TRY IT: Of all the lines below, output only those starting at the one with "use crate::constants::HEARTBEAT_INTERVAL_SECS;" and ending at the one with "let mut ticker", both ends included, exactly as written.
[[ INPUT RECORDS, beginning ]]
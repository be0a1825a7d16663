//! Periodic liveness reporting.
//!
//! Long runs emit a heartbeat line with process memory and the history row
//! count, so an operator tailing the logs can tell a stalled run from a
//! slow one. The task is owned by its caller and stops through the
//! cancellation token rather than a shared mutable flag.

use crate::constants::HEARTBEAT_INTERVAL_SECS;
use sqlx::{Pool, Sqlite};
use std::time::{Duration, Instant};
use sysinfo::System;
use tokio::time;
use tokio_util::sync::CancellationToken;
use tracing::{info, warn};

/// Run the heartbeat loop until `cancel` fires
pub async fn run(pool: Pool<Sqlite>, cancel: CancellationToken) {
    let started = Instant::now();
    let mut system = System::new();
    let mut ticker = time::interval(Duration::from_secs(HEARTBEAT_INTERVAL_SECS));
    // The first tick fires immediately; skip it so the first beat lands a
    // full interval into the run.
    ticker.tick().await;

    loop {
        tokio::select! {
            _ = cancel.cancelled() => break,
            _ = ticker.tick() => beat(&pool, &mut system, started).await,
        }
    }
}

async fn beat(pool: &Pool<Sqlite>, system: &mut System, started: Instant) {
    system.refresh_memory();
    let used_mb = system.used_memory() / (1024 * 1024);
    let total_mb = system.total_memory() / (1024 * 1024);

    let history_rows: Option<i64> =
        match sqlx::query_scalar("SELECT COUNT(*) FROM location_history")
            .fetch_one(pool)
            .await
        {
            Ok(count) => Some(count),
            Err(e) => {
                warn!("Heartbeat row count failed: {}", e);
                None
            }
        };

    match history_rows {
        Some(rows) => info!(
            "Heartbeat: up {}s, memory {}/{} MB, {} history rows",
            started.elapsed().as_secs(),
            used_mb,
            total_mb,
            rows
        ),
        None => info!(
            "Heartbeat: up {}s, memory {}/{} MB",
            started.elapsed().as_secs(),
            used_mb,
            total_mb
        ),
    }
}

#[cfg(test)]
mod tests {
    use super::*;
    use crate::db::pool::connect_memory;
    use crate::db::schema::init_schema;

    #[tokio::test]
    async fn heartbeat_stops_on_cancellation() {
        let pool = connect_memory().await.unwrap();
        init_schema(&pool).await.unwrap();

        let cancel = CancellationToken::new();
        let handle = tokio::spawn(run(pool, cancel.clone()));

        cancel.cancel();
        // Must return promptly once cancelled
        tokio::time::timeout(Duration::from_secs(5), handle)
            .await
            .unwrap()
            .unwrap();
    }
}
[[ INPUT RECORDS, end ]]
[[ INPUT RECORDS, beginning ]]
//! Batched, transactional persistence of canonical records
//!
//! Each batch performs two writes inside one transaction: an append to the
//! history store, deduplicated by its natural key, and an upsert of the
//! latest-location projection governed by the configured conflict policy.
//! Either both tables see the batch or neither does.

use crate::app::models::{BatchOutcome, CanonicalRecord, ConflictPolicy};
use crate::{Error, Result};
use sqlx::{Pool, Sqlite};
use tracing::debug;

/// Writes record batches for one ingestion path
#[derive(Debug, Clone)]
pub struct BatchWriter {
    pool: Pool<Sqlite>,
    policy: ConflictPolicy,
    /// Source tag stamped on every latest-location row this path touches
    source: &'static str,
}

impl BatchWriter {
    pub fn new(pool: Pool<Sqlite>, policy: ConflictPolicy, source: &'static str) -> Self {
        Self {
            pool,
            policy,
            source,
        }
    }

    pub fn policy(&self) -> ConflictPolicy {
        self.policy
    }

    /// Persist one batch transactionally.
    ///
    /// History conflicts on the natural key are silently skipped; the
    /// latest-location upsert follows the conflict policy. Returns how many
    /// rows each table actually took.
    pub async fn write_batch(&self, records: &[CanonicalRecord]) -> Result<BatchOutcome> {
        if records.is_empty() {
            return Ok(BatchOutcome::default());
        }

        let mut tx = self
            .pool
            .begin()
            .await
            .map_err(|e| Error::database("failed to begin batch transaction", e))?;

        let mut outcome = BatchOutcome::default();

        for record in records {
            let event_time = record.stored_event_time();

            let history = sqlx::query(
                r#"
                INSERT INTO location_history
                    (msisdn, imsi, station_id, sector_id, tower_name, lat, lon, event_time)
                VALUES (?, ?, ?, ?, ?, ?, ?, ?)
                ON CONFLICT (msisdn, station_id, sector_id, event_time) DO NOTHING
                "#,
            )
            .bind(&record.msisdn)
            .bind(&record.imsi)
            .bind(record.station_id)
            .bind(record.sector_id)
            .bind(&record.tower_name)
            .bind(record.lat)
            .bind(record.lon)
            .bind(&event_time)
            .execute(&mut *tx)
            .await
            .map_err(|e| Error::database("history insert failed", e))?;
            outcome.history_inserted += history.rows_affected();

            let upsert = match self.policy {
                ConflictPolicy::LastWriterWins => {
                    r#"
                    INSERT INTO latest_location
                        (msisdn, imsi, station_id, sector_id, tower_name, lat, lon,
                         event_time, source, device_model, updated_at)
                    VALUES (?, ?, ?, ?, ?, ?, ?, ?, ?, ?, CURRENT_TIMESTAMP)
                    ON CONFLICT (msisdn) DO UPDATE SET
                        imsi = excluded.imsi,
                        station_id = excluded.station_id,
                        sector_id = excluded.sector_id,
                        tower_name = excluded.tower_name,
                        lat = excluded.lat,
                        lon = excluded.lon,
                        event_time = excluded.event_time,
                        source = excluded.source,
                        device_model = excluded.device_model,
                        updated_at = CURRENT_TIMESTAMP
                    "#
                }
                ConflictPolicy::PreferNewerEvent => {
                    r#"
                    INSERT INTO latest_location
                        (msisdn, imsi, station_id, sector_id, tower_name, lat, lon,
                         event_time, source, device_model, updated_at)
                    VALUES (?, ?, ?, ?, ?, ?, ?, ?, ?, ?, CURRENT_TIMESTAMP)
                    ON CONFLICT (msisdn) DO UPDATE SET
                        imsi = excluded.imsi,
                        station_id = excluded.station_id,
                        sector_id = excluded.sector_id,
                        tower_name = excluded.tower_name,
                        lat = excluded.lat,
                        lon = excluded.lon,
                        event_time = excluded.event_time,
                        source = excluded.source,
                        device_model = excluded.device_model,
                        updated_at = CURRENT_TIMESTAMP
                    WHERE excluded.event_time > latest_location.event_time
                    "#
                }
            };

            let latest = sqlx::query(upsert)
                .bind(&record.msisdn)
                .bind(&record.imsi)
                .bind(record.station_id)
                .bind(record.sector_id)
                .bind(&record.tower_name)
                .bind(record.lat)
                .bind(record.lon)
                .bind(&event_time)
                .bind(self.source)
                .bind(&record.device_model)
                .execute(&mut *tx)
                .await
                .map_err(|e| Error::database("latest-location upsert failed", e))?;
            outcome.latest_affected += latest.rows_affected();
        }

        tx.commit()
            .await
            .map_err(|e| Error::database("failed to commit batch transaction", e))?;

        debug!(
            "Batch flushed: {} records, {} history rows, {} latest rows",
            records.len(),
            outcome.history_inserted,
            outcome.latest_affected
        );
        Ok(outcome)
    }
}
[[ INPUT RECORDS, end ]]
WRITTEN RESPONSE:
use crate::constants::HEARTBEAT_INTERVAL_SECS;
use sqlx::{Pool, Sqlite};
use std::time::{Duration, Instant};
use sysinfo::System;
use tokio::time;
use tokio_util::sync::CancellationToken;
use tracing::{info, warn};

/// Run the heartbeat loop until `cancel` fires
pub async fn run(pool: Pool<Sqlite>, cancel: CancellationToken) {
    let started = Instant::now();
    let mut system = System::new();
    let mut ticker = time::interval(Duration::from_secs(HEARTBEAT_INTERVAL_SECS));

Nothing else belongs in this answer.